Compiled by Selwyn Manning - Scoop Deputy Editor
Al-Jazeera the internet wing of the Arab Satellite news agency has suffered an organised ‘hack attack’ blasting it off the face of cyber-space.
Throughout today [March 26 New Zealand time] the news agency has been offline.
Aljazeera’s two Domain Name Servers (DNS), both its primary DNS and Secondary DNS, have been inaccessible throughout the day.
ZDNet Australia
reports this “is unlikely to result from too much
‘legitimate’ traffic going to the site. DNS processing does
not use a lot of system resources, and does not use a lot of
traffic. Furthermore, the two name servers are hosted on
different IP ranges, which is unlikely to spring from a
run-of-the-mill system outage,” ZDNet reports.
See…
ZDNet’s
report here…
It is suspected that the US Government is behind the attack. The Pentagon has refused to comment.

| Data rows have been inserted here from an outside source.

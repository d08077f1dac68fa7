use anyhow::{anyhow, Context, Result};
use chrono::Duration;
use serde::{Deserialize, Serialize};
use std::{fs, path::PathBuf, sync::RwLock};

use crate::simulation::EstimateConfig;

#[derive(Debug, Clone, Serialize, Deserialize, PartialEq)]
#[serde(rename_all = "camelCase", default)]
pub struct ChanceSettings {
    pub label: String,
    pub cutoff_ms: Option<i64>,
    /// Keep the cutoff in sync with the personal best of the run.
    pub use_personal_best: bool,
    pub weight: f64,
    /// Percent chance of resetting at each segment, by segment index.
    pub reset_chances: Vec<f64>,
}

impl Default for ChanceSettings {
    fn default() -> Self {
        Self {
            label: "PB Chance".into(),
            cutoff_ms: None,
            use_personal_best: true,
            weight: 0.75,
            reset_chances: Vec::new(),
        }
    }
}

impl ChanceSettings {
    pub fn cutoff(&self) -> Option<Duration> {
        self.cutoff_ms.map(Duration::milliseconds)
    }

    pub fn set_cutoff(&mut self, cutoff: Option<Duration>) {
        self.cutoff_ms = cutoff.map(|c| c.num_milliseconds());
    }

    pub fn set_weight(&mut self, weight: f64) {
        self.weight = clamp_or_zero(weight, 1.0);
    }

    pub fn set_reset_chance(&mut self, index: usize, chance: f64) {
        if index >= self.reset_chances.len() {
            self.reset_chances.resize(index + 1, 0.0);
        }
        self.reset_chances[index] = clamp_or_zero(chance, 100.0);
    }

    /// Matches the reset chance list to the run's segment count, keeping
    /// values by position.
    pub fn resize_reset_chances(&mut self, segment_count: usize) {
        self.reset_chances.resize(segment_count, 0.0);
    }

    /// Validated copy of the values the estimator reads.
    pub fn snapshot(&self) -> EstimateConfig {
        EstimateConfig {
            cutoff: self.cutoff(),
            weight: clamp_or_zero(self.weight, 1.0),
            reset_chances: self
                .reset_chances
                .iter()
                .map(|&c| clamp_or_zero(c, 100.0))
                .collect(),
        }
    }
}

fn clamp_or_zero(value: f64, max: f64) -> f64 {
    if value.is_nan() {
        0.0
    } else {
        value.clamp(0.0, max)
    }
}

/// Parsers for values typed into the settings form.
pub mod parse {
    use anyhow::{anyhow, bail, Context, Result};
    use chrono::Duration;

    /// Parses `[[h:]m:]s[.fff]`. An empty string clears the cutoff.
    pub fn parse_cutoff(text: &str) -> Result<Option<Duration>> {
        let text = text.trim();
        if text.is_empty() {
            return Ok(None);
        }

        let parts: Vec<&str> = text.split(':').collect();
        if parts.len() > 3 {
            bail!("Invalid time '{text}'. Expected [[h:]m:]s[.fff]");
        }

        let (whole, seconds) = parts.split_at(parts.len() - 1);
        let seconds: f64 = seconds[0]
            .parse()
            .with_context(|| format!("Invalid seconds in '{text}'"))?;
        if !seconds.is_finite() || seconds < 0.0 {
            bail!("Invalid seconds in '{text}'");
        }

        let mut total_ms = (seconds * 1000.0).round() as i64;
        let mut scale = 60_000i64;
        for part in whole.iter().rev() {
            let value: i64 = part
                .parse()
                .with_context(|| format!("Invalid time component '{part}' in '{text}'"))?;
            if value < 0 {
                bail!("Negative time component in '{text}'");
            }
            total_ms = value
                .checked_mul(scale)
                .and_then(|ms| ms.checked_add(total_ms))
                .ok_or_else(|| anyhow!("Time '{text}' is too large"))?;
            scale *= 60;
        }

        Ok(Some(Duration::milliseconds(total_ms)))
    }

    /// Parses a reset chance percentage. An empty string means 0%.
    pub fn parse_reset_chance(text: &str) -> Result<f64> {
        let text = text.trim();
        if text.is_empty() {
            return Ok(0.0);
        }

        let chance: f64 = text
            .parse()
            .with_context(|| format!("Invalid reset chance '{text}'"))?;
        if !(0.0..=100.0).contains(&chance) {
            bail!("Reset chance must be between 0 and 100, got {chance}");
        }
        Ok(chance)
    }
}

pub struct SettingsStore {
    path: PathBuf,
    data: RwLock<ChanceSettings>,
}

impl SettingsStore {
    pub fn new(path: PathBuf) -> Result<Self> {
        let data = if path.exists() {
            let contents = fs::read_to_string(&path)
                .with_context(|| format!("Failed to read settings from {}", path.display()))?;
            serde_json::from_str(&contents).unwrap_or_default()
        } else {
            ChanceSettings::default()
        };

        Ok(Self {
            path,
            data: RwLock::new(data),
        })
    }

    pub fn settings(&self) -> Result<ChanceSettings> {
        let guard = self
            .data
            .read()
            .map_err(|_| anyhow!("settings lock poisoned"))?;
        Ok(guard.clone())
    }

    pub fn update<F>(&self, apply: F) -> Result<ChanceSettings>
    where
        F: FnOnce(&mut ChanceSettings),
    {
        let mut guard = self
            .data
            .write()
            .map_err(|_| anyhow!("settings lock poisoned"))?;
        apply(&mut *guard);
        self.persist(&guard)?;
        Ok(guard.clone())
    }

    fn persist(&self, data: &ChanceSettings) -> Result<()> {
        let serialized = serde_json::to_string_pretty(data)?;
        fs::write(&self.path, serialized)
            .with_context(|| format!("Failed to write settings to {}", self.path.display()))
    }

    pub fn reload(&self) -> Result<()> {
        let contents = fs::read_to_string(&self.path)?;
        let data: ChanceSettings = serde_json::from_str(&contents)?;
        let mut guard = self
            .data
            .write()
            .map_err(|_| anyhow!("settings lock poisoned"))?;
        *guard = data;
        Ok(())
    }
}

Aljazeera, earlier this week, broadcast images of United States soldiers who were captured by Iraqi forces. It also published images of at least eight dead US soldiers. This drew a stinging attack from Secretary of Defence Donald Rumsfeld who cited the broadcast as being against the Geneva Convention.
Aljazeera attempted to launch a new English site today (http://english.aljazeera.net) but was taken out by ‘hackers’ within hours. Shortly after, its Arabic-language site (www.aljazeera.net) also evaporated into the cyber-ether.
Neither primary host provider company Navlink, or US-based secondary DNS host company, DataPipe, would expand on what has brought the two Al Jazeera sites down.
Al Jazeera's IT manager, Salah Al
Seddiqui, has reportedly stated the network will move its
servers from the United States to Europe where Internet Host
companies are less likely to be forced by sensitive
government agencies to remove host services to rogue news
sites.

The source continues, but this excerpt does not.